(Data records)
------------------------

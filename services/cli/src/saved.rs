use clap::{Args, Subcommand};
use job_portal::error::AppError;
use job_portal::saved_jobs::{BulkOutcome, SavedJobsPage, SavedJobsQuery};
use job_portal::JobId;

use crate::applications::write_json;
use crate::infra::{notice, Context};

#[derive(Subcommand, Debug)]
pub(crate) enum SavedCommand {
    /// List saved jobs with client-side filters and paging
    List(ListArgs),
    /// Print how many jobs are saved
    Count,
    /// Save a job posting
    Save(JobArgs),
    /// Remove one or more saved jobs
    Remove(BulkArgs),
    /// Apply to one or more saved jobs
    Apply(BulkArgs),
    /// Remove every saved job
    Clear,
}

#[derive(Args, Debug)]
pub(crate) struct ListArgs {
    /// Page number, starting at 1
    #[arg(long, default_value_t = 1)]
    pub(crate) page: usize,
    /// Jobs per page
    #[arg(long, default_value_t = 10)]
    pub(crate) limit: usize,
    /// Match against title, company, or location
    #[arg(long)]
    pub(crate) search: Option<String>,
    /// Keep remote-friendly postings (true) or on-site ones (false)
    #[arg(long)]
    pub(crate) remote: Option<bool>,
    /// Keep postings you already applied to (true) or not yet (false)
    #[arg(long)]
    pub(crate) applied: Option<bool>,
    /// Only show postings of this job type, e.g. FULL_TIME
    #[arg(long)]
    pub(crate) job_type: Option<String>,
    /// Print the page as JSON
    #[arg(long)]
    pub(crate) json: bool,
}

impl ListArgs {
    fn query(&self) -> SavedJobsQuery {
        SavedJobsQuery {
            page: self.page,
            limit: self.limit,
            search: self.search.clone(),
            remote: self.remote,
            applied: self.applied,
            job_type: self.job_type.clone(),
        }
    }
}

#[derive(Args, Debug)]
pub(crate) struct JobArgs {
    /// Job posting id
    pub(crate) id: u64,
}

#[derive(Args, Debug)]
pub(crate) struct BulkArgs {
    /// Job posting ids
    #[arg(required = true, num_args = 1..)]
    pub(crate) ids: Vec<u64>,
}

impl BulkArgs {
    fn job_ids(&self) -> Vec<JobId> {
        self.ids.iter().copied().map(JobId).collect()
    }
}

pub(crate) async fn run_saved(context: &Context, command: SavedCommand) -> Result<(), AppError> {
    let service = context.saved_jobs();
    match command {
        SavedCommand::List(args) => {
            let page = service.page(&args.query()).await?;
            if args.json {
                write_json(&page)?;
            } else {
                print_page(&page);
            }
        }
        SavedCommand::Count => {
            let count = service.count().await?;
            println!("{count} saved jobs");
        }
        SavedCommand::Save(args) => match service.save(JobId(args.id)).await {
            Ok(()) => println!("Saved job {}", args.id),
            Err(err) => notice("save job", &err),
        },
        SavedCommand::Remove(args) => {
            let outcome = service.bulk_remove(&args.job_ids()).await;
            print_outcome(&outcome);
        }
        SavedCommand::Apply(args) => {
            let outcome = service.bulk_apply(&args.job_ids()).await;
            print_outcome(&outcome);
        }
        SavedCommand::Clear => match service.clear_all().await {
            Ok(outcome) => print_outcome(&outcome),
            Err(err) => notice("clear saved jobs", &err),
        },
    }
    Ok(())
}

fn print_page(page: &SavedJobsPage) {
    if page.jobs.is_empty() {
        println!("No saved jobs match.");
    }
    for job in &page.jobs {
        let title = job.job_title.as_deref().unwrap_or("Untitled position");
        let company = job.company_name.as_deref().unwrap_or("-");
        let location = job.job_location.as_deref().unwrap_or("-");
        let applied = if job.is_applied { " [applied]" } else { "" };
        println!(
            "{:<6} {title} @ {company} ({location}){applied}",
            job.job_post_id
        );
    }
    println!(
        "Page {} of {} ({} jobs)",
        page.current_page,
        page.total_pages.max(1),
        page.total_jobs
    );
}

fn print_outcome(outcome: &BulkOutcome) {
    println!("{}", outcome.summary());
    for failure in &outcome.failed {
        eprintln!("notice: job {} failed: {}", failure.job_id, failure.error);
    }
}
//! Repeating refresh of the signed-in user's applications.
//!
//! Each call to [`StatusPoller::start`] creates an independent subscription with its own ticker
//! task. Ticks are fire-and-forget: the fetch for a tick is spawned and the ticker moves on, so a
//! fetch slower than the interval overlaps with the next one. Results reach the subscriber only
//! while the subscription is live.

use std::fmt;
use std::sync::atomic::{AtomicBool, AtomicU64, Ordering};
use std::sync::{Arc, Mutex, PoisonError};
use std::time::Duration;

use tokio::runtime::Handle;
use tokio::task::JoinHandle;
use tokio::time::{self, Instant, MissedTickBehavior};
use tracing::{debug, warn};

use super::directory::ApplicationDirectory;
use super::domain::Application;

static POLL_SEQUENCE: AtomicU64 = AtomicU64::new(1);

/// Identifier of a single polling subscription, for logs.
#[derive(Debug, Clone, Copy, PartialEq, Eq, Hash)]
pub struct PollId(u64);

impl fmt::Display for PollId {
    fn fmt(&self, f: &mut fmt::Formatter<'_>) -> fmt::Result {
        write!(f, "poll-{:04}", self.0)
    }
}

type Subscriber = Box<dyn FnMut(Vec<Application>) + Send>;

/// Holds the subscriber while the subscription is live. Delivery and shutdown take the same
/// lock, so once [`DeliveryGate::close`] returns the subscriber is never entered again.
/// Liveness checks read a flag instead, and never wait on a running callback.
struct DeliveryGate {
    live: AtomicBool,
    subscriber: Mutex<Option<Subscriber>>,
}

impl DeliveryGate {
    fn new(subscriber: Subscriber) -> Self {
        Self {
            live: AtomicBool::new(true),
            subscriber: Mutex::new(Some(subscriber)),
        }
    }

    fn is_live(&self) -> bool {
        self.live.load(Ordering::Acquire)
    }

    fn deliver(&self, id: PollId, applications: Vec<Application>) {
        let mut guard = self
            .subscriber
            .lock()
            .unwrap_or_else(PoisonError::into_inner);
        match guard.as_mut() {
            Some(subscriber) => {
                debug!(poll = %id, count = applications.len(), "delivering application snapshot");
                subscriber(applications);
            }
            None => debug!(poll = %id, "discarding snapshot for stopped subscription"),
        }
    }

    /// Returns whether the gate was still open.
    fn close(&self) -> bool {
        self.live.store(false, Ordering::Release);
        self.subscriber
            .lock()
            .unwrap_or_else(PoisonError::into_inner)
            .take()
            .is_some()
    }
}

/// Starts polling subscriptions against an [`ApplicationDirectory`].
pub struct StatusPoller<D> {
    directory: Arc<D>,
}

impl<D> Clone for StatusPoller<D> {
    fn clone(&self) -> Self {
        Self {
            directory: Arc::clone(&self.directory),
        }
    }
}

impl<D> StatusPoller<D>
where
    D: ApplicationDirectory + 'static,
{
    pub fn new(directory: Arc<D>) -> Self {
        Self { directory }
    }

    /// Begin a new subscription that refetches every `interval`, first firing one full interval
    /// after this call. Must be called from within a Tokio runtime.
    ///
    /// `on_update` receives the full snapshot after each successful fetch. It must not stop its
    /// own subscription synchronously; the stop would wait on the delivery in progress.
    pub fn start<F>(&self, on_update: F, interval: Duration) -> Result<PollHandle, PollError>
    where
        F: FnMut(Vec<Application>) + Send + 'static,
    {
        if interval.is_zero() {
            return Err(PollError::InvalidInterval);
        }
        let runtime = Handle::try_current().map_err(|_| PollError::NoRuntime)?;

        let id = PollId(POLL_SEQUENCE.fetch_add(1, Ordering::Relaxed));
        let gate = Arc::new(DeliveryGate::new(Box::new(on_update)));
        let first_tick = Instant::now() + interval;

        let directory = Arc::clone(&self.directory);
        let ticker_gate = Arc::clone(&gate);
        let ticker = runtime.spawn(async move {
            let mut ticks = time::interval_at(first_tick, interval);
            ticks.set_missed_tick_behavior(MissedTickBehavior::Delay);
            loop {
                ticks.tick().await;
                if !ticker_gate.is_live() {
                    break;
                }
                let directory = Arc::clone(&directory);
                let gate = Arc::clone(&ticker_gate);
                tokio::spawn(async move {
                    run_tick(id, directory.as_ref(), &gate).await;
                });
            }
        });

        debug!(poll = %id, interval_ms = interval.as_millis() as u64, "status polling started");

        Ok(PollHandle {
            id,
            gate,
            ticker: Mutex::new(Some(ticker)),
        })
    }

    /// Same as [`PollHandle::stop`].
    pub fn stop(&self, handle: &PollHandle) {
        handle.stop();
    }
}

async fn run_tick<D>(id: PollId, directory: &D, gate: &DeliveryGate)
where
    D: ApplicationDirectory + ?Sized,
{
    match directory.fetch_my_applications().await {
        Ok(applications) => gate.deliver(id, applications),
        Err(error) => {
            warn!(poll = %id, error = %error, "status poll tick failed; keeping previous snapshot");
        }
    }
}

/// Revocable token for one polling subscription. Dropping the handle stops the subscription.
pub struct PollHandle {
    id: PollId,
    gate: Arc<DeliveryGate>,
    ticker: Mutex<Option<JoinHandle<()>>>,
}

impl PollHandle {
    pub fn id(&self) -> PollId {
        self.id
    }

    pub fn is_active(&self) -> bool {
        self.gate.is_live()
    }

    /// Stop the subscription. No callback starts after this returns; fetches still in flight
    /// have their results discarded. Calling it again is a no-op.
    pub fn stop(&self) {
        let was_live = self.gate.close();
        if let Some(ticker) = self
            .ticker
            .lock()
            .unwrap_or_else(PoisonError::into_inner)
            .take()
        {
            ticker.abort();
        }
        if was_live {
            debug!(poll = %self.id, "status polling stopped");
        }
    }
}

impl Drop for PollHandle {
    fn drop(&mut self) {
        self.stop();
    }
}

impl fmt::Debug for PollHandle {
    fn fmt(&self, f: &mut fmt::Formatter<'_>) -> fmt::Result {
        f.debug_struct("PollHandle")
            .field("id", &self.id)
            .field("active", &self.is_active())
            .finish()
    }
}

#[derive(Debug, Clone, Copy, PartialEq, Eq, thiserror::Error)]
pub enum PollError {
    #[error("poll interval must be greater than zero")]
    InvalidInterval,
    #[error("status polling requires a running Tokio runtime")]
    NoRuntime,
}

------------------------

▸ WHAT IS REQUIRED:
Among the lines above, return those that hold the word "Ordering".

▸ THE COMPLETED TASK:
use std::sync::atomic::{AtomicBool, AtomicU64, Ordering};
        self.live.load(Ordering::Acquire)
        self.live.store(false, Ordering::Release);
        let id = PollId(POLL_SEQUENCE.fetch_add(1, Ordering::Relaxed));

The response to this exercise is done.